### Records for the task
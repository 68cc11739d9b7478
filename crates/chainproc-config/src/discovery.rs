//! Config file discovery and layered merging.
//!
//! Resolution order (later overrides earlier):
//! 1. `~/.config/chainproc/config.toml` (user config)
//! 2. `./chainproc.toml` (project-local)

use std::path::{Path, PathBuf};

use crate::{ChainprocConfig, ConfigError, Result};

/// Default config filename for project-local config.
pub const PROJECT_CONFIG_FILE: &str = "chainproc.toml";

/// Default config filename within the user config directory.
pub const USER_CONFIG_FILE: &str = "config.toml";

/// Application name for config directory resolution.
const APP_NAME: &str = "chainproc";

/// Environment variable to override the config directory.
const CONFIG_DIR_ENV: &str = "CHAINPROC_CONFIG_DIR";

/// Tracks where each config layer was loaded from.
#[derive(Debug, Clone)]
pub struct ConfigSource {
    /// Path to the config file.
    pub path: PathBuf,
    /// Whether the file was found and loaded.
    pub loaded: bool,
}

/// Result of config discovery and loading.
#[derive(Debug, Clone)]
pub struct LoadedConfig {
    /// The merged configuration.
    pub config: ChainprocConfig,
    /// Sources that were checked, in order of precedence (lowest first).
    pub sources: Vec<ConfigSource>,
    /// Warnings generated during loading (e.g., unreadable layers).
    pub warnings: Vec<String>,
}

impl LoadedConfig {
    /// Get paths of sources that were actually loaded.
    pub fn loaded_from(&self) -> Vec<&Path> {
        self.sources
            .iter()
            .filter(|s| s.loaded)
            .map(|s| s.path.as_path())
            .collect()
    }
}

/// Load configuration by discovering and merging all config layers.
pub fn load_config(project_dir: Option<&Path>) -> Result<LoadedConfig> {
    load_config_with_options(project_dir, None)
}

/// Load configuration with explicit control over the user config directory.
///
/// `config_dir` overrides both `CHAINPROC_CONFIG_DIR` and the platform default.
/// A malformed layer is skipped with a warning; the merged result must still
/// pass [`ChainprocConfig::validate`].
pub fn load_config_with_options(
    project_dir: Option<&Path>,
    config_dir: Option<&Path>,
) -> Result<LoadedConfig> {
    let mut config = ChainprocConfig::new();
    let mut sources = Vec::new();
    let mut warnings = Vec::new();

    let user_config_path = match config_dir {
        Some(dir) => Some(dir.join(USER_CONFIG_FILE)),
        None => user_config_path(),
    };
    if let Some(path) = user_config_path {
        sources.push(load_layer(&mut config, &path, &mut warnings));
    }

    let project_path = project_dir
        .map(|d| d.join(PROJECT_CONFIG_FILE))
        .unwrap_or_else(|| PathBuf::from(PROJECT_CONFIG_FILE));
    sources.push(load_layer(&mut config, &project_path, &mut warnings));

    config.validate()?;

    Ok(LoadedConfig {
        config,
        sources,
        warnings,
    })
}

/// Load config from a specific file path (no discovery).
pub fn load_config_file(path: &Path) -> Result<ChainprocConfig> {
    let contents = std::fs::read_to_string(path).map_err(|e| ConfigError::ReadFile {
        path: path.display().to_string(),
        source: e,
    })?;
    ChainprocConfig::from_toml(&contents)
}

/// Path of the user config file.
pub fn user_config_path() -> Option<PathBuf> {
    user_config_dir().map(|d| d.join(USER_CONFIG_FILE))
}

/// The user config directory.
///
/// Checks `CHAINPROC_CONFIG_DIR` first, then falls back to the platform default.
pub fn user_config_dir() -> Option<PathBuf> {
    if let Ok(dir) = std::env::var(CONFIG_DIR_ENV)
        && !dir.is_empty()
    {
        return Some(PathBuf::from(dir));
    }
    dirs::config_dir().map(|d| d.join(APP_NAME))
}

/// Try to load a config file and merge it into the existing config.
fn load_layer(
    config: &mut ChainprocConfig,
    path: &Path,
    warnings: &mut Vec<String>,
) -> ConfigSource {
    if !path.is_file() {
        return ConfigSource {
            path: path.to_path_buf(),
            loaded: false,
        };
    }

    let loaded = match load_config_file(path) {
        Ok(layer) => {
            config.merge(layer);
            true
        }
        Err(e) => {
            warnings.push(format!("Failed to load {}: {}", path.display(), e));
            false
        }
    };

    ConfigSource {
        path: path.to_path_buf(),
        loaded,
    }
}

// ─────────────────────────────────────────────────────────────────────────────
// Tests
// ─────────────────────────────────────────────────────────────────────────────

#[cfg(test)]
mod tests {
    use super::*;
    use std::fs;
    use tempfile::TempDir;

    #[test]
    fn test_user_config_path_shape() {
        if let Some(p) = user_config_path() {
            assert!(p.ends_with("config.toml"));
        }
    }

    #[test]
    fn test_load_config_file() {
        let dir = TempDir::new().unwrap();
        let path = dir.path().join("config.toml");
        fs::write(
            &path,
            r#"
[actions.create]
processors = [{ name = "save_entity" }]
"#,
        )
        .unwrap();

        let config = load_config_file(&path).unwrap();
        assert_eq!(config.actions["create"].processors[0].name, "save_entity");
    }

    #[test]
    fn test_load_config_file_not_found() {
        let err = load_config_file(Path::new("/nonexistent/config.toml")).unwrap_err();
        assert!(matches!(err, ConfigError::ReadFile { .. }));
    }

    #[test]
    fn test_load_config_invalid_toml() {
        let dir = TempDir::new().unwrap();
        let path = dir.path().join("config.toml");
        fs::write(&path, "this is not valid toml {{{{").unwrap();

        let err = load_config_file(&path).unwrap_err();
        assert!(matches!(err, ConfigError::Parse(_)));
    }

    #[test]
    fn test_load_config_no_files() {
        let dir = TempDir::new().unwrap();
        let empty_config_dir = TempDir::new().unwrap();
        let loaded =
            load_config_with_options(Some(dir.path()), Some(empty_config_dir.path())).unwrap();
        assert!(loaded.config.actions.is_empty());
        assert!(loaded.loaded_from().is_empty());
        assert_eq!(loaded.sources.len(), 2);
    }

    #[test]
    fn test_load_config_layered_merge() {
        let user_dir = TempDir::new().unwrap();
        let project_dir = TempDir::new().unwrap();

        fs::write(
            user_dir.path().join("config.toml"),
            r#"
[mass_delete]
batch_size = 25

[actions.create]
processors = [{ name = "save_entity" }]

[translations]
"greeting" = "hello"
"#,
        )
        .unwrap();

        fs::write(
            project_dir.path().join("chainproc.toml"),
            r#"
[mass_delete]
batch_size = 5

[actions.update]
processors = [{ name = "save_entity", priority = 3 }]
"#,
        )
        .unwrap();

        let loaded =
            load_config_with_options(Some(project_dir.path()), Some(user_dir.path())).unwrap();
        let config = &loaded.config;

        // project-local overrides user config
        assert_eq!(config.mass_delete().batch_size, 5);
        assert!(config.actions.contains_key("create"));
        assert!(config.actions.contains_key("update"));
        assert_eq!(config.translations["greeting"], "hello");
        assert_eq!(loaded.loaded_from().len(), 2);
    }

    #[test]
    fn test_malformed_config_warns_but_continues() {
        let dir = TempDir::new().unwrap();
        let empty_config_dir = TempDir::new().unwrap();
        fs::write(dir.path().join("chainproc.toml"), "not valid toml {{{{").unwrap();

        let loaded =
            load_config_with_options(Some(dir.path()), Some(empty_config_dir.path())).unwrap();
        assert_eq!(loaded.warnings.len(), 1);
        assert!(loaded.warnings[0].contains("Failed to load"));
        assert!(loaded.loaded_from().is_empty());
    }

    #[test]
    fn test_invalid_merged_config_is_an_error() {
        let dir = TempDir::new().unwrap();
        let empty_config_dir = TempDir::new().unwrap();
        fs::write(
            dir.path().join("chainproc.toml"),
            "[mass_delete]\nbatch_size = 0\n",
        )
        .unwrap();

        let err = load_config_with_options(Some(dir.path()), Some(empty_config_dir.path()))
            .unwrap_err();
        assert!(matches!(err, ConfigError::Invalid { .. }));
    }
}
######
Aim of the exercise:
The lines above that include "ReadFile" should each be listed.

Response to the task:
    let contents = std::fs::read_to_string(path).map_err(|e| ConfigError::ReadFile {
        assert!(matches!(err, ConfigError::ReadFile { .. }));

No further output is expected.